_TRY IT:_ Hunt through the lines below for the string "google" and copy each one that has it.

++++++++++++++++++++

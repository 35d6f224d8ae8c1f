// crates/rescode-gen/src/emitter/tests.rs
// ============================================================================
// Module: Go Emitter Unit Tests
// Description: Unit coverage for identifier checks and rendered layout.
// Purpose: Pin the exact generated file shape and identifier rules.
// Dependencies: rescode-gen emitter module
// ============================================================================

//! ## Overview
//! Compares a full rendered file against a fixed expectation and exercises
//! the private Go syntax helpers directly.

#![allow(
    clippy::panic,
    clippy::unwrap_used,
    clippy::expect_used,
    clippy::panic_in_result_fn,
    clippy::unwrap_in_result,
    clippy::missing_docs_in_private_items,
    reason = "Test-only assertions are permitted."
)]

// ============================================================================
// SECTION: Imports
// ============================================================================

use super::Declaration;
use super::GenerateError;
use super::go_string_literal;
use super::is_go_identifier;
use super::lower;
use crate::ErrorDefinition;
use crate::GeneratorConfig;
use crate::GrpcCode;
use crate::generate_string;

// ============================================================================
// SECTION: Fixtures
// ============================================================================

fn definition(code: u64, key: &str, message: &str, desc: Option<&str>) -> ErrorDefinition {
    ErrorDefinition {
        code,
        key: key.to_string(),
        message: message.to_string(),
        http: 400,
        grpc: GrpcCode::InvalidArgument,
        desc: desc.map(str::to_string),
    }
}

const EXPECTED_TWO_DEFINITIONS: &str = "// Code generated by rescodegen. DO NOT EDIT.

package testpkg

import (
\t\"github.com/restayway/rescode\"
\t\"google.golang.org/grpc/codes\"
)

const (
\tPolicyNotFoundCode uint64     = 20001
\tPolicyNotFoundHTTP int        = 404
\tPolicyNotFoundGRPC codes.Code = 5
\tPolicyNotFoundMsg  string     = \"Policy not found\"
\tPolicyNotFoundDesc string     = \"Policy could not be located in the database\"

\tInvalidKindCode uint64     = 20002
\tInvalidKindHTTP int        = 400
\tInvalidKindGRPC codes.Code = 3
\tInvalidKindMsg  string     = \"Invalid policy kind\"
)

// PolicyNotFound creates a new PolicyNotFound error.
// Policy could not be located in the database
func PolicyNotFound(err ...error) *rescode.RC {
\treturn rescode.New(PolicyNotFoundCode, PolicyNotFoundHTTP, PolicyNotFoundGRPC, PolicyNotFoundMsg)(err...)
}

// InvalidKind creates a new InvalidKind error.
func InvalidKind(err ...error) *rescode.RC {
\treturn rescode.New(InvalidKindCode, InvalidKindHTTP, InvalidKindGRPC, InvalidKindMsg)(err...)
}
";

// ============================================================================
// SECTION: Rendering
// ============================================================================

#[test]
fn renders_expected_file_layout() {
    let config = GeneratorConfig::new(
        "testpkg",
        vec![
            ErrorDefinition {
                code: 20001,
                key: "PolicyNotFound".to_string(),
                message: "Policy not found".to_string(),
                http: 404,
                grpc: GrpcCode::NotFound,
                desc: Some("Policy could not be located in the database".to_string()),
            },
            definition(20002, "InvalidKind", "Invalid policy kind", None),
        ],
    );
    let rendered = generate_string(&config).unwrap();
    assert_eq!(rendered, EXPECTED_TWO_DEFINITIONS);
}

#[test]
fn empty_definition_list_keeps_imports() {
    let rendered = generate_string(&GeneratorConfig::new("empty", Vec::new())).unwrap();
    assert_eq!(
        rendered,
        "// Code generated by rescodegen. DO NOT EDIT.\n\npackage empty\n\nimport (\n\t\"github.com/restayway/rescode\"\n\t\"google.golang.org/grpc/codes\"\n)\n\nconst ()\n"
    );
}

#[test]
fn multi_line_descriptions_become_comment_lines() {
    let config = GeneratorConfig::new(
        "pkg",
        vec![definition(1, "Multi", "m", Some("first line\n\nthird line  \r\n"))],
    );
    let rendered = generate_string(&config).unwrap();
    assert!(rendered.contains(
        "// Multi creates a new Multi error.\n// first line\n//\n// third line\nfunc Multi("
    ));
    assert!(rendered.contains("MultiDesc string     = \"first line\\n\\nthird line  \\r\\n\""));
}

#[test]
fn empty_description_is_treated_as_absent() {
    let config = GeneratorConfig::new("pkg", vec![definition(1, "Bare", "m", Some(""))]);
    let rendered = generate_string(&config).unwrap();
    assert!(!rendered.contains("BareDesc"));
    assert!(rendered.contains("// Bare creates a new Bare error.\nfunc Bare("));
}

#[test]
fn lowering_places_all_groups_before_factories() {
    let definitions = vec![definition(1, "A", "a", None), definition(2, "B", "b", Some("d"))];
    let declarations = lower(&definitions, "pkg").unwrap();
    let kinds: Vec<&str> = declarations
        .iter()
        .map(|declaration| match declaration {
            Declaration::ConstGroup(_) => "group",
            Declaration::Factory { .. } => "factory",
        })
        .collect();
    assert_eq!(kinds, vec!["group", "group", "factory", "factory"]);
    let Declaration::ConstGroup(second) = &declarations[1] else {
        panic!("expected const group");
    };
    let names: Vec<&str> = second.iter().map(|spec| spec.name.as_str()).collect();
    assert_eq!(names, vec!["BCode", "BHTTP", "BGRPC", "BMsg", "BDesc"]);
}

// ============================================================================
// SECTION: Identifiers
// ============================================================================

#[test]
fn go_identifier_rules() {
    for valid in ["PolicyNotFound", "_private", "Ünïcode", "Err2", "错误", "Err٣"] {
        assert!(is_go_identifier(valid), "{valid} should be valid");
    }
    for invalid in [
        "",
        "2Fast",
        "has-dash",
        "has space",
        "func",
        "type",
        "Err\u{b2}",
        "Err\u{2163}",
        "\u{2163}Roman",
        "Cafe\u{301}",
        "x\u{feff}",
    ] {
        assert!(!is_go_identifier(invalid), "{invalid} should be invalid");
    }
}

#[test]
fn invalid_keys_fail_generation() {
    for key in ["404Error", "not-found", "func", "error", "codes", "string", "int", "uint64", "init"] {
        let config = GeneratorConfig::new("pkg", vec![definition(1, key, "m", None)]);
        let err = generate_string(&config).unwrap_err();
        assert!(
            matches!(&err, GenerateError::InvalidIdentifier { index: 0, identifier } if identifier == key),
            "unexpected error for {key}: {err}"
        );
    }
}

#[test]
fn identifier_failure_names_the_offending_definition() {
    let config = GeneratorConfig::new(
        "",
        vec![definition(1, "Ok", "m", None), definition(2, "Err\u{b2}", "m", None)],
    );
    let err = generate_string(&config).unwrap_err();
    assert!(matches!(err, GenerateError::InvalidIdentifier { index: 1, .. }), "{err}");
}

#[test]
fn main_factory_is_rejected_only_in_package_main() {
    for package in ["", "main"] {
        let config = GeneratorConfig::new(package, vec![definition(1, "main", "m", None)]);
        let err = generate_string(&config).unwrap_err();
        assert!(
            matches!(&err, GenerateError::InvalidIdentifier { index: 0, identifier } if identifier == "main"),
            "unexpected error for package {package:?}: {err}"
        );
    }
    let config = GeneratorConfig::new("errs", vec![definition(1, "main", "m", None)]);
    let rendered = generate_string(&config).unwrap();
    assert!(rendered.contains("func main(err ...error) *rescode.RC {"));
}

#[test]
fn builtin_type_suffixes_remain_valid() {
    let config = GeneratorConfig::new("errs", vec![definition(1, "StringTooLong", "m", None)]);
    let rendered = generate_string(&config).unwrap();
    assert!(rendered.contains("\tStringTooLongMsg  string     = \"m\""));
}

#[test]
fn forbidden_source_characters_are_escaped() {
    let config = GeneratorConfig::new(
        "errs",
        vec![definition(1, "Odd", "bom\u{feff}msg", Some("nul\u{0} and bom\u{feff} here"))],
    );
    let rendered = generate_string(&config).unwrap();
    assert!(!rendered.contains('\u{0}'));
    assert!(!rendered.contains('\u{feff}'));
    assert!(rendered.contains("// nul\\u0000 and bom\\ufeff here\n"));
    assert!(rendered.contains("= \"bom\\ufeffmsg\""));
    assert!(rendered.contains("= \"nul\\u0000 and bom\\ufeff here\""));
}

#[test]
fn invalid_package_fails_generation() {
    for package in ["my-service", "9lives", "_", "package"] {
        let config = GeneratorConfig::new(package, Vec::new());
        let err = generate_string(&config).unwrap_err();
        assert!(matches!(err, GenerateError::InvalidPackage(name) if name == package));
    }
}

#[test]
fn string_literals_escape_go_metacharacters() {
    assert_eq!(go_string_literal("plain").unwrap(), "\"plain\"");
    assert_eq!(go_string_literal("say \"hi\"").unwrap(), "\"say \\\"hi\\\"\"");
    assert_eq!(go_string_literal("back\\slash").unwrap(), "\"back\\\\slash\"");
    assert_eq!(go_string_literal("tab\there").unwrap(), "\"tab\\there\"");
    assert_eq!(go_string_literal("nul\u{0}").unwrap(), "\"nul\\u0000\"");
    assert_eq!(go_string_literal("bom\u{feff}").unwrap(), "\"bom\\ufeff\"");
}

++++++++++++++++++++

_RESPONSE TO THE EXERCISE:_
\t\"google.golang.org/grpc/codes\"
        "// Code generated by rescodegen. DO NOT EDIT.\n\npackage empty\n\nimport (\n\t\"github.com/restayway/rescode\"\n\t\"google.golang.org/grpc/codes\"\n)\n\nconst ()\n"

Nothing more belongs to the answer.